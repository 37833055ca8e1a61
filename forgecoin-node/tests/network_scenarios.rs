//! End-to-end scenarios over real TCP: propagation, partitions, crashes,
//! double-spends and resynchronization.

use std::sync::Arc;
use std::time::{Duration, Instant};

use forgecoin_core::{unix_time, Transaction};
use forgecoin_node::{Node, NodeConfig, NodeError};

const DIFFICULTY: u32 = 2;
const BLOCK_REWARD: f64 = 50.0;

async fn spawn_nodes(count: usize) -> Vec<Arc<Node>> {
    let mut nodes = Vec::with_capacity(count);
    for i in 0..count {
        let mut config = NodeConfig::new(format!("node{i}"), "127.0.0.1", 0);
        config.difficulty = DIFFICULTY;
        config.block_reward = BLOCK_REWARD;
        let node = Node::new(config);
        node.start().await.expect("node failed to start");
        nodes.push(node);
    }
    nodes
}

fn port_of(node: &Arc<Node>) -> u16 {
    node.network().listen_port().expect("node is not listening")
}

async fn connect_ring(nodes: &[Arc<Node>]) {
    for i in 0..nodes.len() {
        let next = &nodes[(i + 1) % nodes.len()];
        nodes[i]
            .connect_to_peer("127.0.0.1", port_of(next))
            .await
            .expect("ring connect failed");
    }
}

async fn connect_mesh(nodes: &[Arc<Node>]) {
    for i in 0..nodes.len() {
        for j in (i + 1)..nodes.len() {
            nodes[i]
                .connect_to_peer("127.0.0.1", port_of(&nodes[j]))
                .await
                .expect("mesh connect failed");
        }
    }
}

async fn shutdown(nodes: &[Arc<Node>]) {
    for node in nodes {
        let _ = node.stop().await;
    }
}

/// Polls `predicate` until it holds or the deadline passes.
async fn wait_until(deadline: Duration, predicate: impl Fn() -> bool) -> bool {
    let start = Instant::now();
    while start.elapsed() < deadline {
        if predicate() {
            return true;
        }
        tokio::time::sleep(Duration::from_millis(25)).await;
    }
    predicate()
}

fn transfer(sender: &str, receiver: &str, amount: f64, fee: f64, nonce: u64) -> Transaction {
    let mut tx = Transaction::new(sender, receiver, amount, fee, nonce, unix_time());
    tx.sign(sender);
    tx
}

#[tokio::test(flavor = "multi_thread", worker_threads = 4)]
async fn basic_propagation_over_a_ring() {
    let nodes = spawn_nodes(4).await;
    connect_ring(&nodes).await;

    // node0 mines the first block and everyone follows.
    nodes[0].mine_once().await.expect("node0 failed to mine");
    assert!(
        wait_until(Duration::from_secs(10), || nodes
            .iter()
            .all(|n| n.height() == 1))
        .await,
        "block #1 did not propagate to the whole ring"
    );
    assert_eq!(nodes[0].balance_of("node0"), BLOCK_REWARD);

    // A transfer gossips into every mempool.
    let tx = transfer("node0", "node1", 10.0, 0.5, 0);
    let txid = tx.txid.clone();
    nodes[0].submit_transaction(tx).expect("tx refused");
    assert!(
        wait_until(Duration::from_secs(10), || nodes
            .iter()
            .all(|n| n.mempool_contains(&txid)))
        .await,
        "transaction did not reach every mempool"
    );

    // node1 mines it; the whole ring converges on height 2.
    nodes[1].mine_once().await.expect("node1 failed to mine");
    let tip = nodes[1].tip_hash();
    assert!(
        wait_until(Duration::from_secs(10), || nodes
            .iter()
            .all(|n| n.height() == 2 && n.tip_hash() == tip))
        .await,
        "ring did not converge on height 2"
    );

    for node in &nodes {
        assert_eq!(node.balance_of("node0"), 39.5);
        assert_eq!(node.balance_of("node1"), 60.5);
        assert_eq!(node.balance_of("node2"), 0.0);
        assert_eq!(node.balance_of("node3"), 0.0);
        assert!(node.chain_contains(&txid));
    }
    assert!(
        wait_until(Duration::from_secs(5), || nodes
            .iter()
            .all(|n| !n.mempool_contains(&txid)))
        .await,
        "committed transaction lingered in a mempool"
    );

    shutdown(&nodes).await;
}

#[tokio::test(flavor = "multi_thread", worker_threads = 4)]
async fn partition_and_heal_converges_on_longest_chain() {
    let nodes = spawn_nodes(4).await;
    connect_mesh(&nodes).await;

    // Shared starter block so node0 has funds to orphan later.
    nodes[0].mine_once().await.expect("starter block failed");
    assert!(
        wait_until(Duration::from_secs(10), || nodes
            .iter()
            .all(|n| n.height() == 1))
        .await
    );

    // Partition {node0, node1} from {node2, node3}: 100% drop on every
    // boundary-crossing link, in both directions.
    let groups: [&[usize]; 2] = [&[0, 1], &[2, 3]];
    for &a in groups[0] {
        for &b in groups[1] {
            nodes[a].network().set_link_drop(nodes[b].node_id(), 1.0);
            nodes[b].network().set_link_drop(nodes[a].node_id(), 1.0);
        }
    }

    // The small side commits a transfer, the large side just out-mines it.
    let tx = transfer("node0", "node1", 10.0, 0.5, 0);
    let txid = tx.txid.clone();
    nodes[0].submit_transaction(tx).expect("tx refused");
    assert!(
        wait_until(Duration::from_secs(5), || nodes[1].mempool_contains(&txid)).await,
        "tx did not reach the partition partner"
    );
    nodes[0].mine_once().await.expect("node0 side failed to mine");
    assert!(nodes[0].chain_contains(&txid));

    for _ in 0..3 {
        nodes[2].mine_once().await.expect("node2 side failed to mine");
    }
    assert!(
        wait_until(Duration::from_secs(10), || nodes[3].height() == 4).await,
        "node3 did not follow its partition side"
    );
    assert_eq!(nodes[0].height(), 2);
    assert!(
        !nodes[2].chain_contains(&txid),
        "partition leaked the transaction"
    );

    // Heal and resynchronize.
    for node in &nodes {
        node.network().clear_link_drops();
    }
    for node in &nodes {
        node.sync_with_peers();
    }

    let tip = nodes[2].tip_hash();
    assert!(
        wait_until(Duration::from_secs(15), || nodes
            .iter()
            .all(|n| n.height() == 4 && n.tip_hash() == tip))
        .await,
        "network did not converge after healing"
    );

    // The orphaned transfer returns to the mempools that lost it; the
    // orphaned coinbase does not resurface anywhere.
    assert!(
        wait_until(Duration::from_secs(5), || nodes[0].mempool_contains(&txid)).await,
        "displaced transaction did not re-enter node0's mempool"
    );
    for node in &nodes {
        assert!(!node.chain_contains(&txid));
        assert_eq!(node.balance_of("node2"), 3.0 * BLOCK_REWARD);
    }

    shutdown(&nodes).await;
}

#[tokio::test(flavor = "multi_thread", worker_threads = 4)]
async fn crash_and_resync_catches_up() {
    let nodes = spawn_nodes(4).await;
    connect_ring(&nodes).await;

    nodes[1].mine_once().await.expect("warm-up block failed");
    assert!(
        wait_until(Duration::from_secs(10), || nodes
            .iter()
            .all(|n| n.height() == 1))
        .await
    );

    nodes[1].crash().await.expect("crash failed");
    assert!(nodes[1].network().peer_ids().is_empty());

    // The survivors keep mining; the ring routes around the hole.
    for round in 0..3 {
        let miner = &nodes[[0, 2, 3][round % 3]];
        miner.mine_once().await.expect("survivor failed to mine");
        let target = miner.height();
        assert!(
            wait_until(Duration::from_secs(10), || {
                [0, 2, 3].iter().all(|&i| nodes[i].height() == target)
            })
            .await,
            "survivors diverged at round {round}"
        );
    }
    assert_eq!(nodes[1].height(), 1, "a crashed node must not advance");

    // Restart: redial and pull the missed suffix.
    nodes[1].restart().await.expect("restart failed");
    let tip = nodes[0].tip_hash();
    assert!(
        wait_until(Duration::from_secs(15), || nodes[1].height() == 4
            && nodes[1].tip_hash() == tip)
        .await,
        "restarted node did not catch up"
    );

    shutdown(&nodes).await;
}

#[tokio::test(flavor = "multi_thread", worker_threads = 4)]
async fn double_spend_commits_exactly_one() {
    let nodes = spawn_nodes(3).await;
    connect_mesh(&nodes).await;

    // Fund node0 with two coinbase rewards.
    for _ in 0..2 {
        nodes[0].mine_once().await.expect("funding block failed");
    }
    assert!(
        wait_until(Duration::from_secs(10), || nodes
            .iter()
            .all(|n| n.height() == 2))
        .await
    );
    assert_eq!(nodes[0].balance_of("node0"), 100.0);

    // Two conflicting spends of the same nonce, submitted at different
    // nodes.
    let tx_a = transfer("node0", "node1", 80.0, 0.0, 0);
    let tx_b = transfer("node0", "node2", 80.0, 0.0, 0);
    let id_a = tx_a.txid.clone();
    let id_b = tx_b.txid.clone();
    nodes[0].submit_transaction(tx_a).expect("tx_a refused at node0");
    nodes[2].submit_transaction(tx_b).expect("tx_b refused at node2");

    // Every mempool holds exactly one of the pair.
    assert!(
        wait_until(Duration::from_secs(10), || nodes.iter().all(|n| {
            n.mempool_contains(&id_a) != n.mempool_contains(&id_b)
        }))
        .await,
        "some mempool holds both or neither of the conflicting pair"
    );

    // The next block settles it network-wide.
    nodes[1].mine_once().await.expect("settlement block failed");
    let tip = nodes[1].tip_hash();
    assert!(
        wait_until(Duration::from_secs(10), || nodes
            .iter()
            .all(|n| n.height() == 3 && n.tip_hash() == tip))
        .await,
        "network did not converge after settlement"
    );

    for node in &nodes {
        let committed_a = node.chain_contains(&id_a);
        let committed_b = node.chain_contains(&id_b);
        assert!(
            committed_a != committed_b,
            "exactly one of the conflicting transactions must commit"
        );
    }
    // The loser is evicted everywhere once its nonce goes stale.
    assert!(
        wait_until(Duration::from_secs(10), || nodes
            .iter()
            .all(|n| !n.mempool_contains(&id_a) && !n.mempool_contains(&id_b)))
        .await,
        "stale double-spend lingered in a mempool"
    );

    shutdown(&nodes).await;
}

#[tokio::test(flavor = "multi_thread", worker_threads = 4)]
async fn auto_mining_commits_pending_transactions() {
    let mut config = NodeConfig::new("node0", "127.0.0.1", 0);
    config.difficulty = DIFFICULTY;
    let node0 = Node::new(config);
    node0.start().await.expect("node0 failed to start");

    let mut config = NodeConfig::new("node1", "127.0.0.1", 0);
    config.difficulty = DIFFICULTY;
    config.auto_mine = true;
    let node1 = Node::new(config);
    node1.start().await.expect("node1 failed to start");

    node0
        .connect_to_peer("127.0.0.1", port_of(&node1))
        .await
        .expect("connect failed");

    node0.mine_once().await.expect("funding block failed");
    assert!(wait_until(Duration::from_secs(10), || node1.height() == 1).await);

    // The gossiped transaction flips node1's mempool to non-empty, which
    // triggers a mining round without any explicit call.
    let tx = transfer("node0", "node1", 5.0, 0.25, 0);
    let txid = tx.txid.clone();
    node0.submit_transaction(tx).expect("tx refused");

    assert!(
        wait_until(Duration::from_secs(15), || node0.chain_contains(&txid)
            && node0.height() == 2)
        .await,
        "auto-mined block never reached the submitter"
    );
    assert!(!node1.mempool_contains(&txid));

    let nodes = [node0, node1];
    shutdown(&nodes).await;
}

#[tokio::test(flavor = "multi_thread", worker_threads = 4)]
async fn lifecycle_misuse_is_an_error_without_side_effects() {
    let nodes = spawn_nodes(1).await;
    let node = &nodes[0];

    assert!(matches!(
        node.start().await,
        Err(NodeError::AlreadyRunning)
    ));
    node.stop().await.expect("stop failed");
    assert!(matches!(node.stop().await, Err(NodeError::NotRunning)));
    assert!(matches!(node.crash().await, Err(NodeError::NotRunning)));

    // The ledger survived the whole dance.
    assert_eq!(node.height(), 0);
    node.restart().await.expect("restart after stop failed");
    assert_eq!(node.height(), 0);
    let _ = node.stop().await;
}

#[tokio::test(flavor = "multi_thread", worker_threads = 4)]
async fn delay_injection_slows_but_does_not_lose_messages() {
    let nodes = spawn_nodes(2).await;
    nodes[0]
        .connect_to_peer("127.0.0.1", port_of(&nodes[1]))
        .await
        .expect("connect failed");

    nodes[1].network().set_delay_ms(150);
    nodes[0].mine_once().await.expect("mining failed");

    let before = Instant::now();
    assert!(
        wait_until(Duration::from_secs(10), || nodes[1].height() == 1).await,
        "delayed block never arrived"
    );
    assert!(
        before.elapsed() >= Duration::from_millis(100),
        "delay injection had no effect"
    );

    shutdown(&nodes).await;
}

== Your objective ==
Your response should contain each line of the entries above that holds the string "target".

== Result of the task ==
        let target = miner.height();
                [0, 2, 3].iter().all(|&i| nodes[i].height() == target)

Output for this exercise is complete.